Aux Etats-Unis, les trois quarts de la génération X déclarent ne pas avoir de sens à donner à leur vie

Chez les « Millenials », écrit George Barna, l’idée d’une « vérité personnelle » a largement supplanté celle de la « vérité biblique ». Mais au sortir de la crise du covid, les trois quarts d’entre eux ont déclaré ne pas avoir de but ni de sens à donner à leur vie.

Une grande majorité d’entre eux ont d’ailleurs reconnu qu’ils se sont depuis lors sentis privés de relations interpersonnelles profondes et saines. Plus de la moitié d’entre eux ont déclaré être affectés par des problèmes de santé mentale telles l’anxiété, la dépression, la peur et les pensées suicidaires.

Les données de l’enquête ont montré que les membres de la génération X (de 40 à 57 ans) s’éloignent eux aussi des « perspectives et des comportements bibliques », tout comme les baby-boomers (58 à 77 ans), leurs aînés, parmi lesquels la vision biblique du monde n’est revendiquée que par 7 % des sondés contre 9 % avant la « pandémie ». Même les « anciens » (les plus de 78 ans) ne font guère mieux : d’accord avec la vision biblique à 9 % avant le covid, ils sont 8 % aujourd’hui.

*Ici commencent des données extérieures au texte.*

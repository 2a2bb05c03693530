//! Integration tests for the `jsonmore` CLI binary.
//!
//! These tests use `assert_cmd` and `predicates` to exercise the cat, count,
//! get and find subcommands through the actual binary, including stdin/stdout
//! piping, file I/O, read limits and error exits.

// `Command::cargo_bin` was deprecated in assert_cmd 2.1.2 in favor of
// `cargo::cargo_bin_cmd!`. Allow it until we migrate.
#![allow(deprecated)]

use assert_cmd::Command;
use predicates::prelude::*;

/// Helper: path to the events.jsonl fixture.
fn events_path() -> &'static str {
    concat!(env!("CARGO_MANIFEST_DIR"), "/tests/fixtures/events.jsonl")
}

fn jsonmore() -> Command {
    Command::cargo_bin("jsonmore").unwrap()
}

// ─────────────────────────────────────────────────────────────────────────────
// cat
// ─────────────────────────────────────────────────────────────────────────────

#[test]
fn cat_stdin_to_stdout() {
    jsonmore()
        .arg("cat")
        .write_stdin("{\"b\": 1, \"a\": [1, 2.5]}  \"x\"\n7")
        .assert()
        .success()
        .stdout("{\"b\":1,\"a\":[1,2.5]}\n\"x\"\n7\n");
}

#[test]
fn cat_file_one_value_per_line() {
    let output = jsonmore()
        .args(["cat", "-i", events_path()])
        .output()
        .unwrap();
    assert!(output.status.success());

    let stdout = String::from_utf8(output.stdout).unwrap();
    let lines: Vec<&str> = stdout.lines().collect();
    assert_eq!(lines.len(), 3);
    let first: serde_json::Value = serde_json::from_str(lines[0]).unwrap();
    assert_eq!(first["seq"], 1);
}

#[test]
fn cat_pretty_to_file() {
    let output_path = "/tmp/jsonmore-test-cat-output.json";
    let _ = std::fs::remove_file(output_path);

    jsonmore()
        .args(["cat", "--pretty", "-o", output_path])
        .write_stdin("{\"a\":{\"b\":1}}")
        .assert()
        .success()
        .stdout("");

    let content = std::fs::read_to_string(output_path).expect("output file must exist");
    assert_eq!(content, "{\n  \"a\": {\n    \"b\": 1\n  }\n}\n");

    let _ = std::fs::remove_file(output_path);
}

#[test]
fn cat_malformed_input_fails_after_earlier_values() {
    jsonmore()
        .arg("cat")
        .write_stdin("[1] {\"a\":2} [1,,2] [3]")
        .assert()
        .failure()
        .stdout("[1]\n{\"a\":2}\n")
        .stderr(predicate::str::contains("Failed to read JSON value"));
}

#[test]
fn cat_to_file_keeps_values_before_error() {
    let output_path = "/tmp/jsonmore-test-cat-partial.json";
    let _ = std::fs::remove_file(output_path);

    jsonmore()
        .args(["cat", "-o", output_path])
        .write_stdin("[1] [2] [3")
        .assert()
        .failure()
        .stderr(predicate::str::contains("end of stream"));

    let content = std::fs::read_to_string(output_path).expect("output file must exist");
    assert_eq!(content, "[1]\n[2]\n");

    let _ = std::fs::remove_file(output_path);
}

#[test]
fn cat_empty_stdin_is_silent() {
    jsonmore()
        .arg("cat")
        .env("RUST_LOG", "trace")
        .write_stdin("")
        .assert()
        .success()
        .stdout("")
        .stderr("");
}

#[test]
fn cat_truncated_input_fails() {
    jsonmore()
        .arg("cat")
        .write_stdin("{\"a\": [1, 2")
        .assert()
        .failure()
        .stderr(predicate::str::contains("end of stream"));
}

#[test]
fn cat_respects_max_bytes() {
    jsonmore()
        .args(["--max-bytes", "16", "cat", "-i", events_path()])
        .assert()
        .failure()
        .stderr(predicate::str::contains("16-byte read limit"));
}

#[test]
fn cat_respects_max_depth() {
    jsonmore()
        .args(["cat", "--max-depth", "2"])
        .write_stdin("[[[1]]]")
        .assert()
        .failure()
        .stderr(predicate::str::contains("nesting deeper than 2"));
}

#[test]
fn cat_deep_nesting_within_default_limit() {
    let depth = 400;
    let input = format!("{}{}", "[".repeat(depth), "]".repeat(depth));
    jsonmore()
        .arg("cat")
        .write_stdin(input.clone())
        .assert()
        .success()
        .stdout(format!("{input}\n"));
}

#[test]
fn missing_input_file_fails() {
    jsonmore()
        .args(["cat", "-i", "/nonexistent/events.jsonl"])
        .assert()
        .failure()
        .stderr(predicate::str::contains("Failed to read file"));
}

// ─────────────────────────────────────────────────────────────────────────────
// count
// ─────────────────────────────────────────────────────────────────────────────

#[test]
fn count_file() {
    jsonmore()
        .args(["count", "-i", events_path()])
        .assert()
        .success()
        .stdout("3\n");
}

#[test]
fn count_mixed_values_on_stdin() {
    jsonmore()
        .arg("count")
        .write_stdin("  1 \"two\" [3] {\"four\": 4}\n\n")
        .assert()
        .success()
        .stdout("4\n");
}

#[test]
fn count_empty_stdin() {
    jsonmore()
        .arg("count")
        .write_stdin("")
        .assert()
        .success()
        .stdout("0\n");
}

#[test]
fn count_empty_stdin_is_silent() {
    jsonmore()
        .arg("count")
        .env("RUST_LOG", "trace")
        .write_stdin("")
        .assert()
        .success()
        .stdout("0\n")
        .stderr("");
}

#[test]
fn count_deep_nesting_within_default_limit() {
    let depth = 400;
    let input = format!("{}{}", "[".repeat(depth), "]".repeat(depth));
    jsonmore()
        .arg("count")
        .write_stdin(input)
        .assert()
        .success()
        .stdout("1\n");
}

#[test]
fn count_malformed_fails() {
    jsonmore()
        .arg("count")
        .write_stdin("{\"a\" 1}")
        .assert()
        .failure()
        .stderr(predicate::str::contains("Failed to skip JSON value"));
}

// ─────────────────────────────────────────────────────────────────────────────
// get
// ─────────────────────────────────────────────────────────────────────────────

#[test]
fn get_int() {
    jsonmore()
        .args(["get", "seq", "--as", "int", "-i", events_path()])
        .assert()
        .success()
        .stdout("1\n2\n3\n");
}

#[test]
fn get_double_on_integer_field_is_null() {
    jsonmore()
        .args(["get", "seq", "--as", "double", "-i", events_path()])
        .assert()
        .success()
        .stdout("null\nnull\nnull\n");
}

#[test]
fn get_doubles_with_fill() {
    jsonmore()
        .args([
            "get", "pose", "--as", "doubles", "--len", "3", "--fill", "0", "-i",
            events_path(),
        ])
        .assert()
        .success()
        .stdout("[0.5,1.5,2.5]\n[3.0,0.0,4.25]\n[6.0,7.0,8.0]\n");
}

#[test]
fn get_doubles_default_fill_is_null() {
    jsonmore()
        .args(["get", "pose", "--as", "doubles", "--len", "2", "-i", events_path()])
        .assert()
        .success()
        .stdout("[0.5,1.5]\n[3.0,null]\n[6.0,7.0]\n");
}

#[test]
fn get_ints_replaces_doubles_with_fill() {
    jsonmore()
        .args(["get", "ids", "--as", "ints", "--len", "3", "-i", events_path()])
        .assert()
        .success()
        .stdout("[10,20,30]\n[11,0,31]\n[12,22,32]\n");
}

#[test]
fn get_absent_field_is_null() {
    jsonmore()
        .args(["get", "missing", "--as", "doubles", "--len", "3", "-i", events_path()])
        .assert()
        .success()
        .stdout("null\nnull\nnull\n");
}

#[test]
fn get_short_array_fails() {
    jsonmore()
        .args(["get", "pose", "--as", "doubles", "--len", "4", "-i", events_path()])
        .assert()
        .failure()
        .stdout("null\nnull\nnull\n")
        .stderr(predicate::str::contains("could not be read from 3 value(s)"));
}

#[test]
fn get_int_type_mismatch_is_logged_and_fails() {
    jsonmore()
        .args(["get", "note", "--as", "int", "-i", events_path()])
        .assert()
        .failure()
        .stdout("null\nnull\nnull\n")
        .stderr(predicate::str::contains("I was looking for an int"))
        .stderr(predicate::str::contains("could not be read from 1 value(s)"));
}

#[test]
fn get_requires_kind() {
    jsonmore()
        .args(["get", "seq"])
        .write_stdin("{}")
        .assert()
        .failure()
        .stderr(predicate::str::contains("--as"));
}

// ─────────────────────────────────────────────────────────────────────────────
// find
// ─────────────────────────────────────────────────────────────────────────────

#[test]
fn find_nested_owner() {
    jsonmore()
        .args(["find", "serial", "-i", events_path()])
        .assert()
        .success()
        .stdout("{\"serial\":\"A-1\"}\n{\"serial\":\"A-2\"}\nnull\n");
}

#[test]
fn find_top_level_owner() {
    jsonmore()
        .arg("find")
        .arg("name")
        .write_stdin("{\"a\":{\"b\":1},\"name\":\"x\"}")
        .assert()
        .success()
        .stdout("{\"a\":{\"b\":1},\"name\":\"x\"}\n");
}

// ─────────────────────────────────────────────────────────────────────────────
// Logging
// ─────────────────────────────────────────────────────────────────────────────

#[test]
fn rust_log_debug_reports_reads() {
    jsonmore()
        .arg("cat")
        .env("RUST_LOG", "debug")
        .write_stdin("[1]")
        .assert()
        .success()
        .stdout("[1]\n")
        .stderr(predicate::str::contains("Read JSON value"));
}

#[test]
fn no_subcommand_shows_usage() {
    jsonmore()
        .assert()
        .failure()
        .stderr(predicate::str::contains("Usage"));
}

Le covid a éloigné les chrétiens de la génération X de leurs églises et de leurs temples, et plus encore de la confiance en Dieu révèle encore l’enquête, ce qui n’a rien d’étonnant selon Barna, puisque les différentes dénominations n’ont pas su, au cours de ces trois dernières années, répondre à l’anxiété de « dizaines de millions d’adultes », et ont même interdit physiquement l’accès à leurs lieux de culte. Les églises ont manqué une occasion, et un grand nombre d’Américains « ont consciemment choisi d’abandonner leurs ancrages chrétiens en faveur de solutions de vie plus égocentriques », affirme le directeur du Centre de recherche. Cette génération croit moins qu’avant la crise que Dieu a créé les êtres humains et qu’Il est le fondement de la vérité, le roi omniscient et tout-puissant de l’univers. Ce déclin de leur foi est allé de pair avec l’abandon de leurs pratiques : lecture de la Bible, assistance à l’église, confession personnelle des péchés, recherche de la volonté de Dieu, culte rendu à Dieu. Ils sont moins nombreux à penser que la vie humaine est sacrée.

 

La majorité des chrétiens n’a plus une foi solide et fonctionne « à l’émotion »

A l’inverse, la pratique religieuse des baby-boomers a globalement progressé.

Il note qu’il devient de plus en plus difficile dans les Etats-Unis d’aujourd’hui de s’emparer et de conserver d’une vision chrétienne du monde, qui ne se transmet plus et ne s’acquiert pas uniquement grâce à la connaissance de quelques versets de la bible, à l’assistance à quelques offices religieux ni même à la prière ; la fréquentation d’une école chrétienne ne suffit pas davantage.

Le constat est bel est bien que les Américains sont « devenus égoïstes et fonctionnent à l’émotion, au détriment de la logique ».

La crise du covid a aggravé cette situation, mais on pourrait ajouter que l’essor de la pensée émotionnelle a été soutenu, voire voulu par un enseignement qui écarte l’analyse et le raisonnement : aux Etats-Unis comme en France et bien d’autres pays d’Occident, ce sont les « pédagogies du cerveau droit » qui ont depuis des décennies favorisé chez plusieurs générations une pensée confuse, voire non verbale. Et c’est elle qui a fait le lit des privations de libertés et des consignes absurdes contradictoires pendant la période des restrictions pour « stopper la pandémie ». Une majorité de nos concitoyens en Occident n’ont plus les moyens intellectuels d’y résister.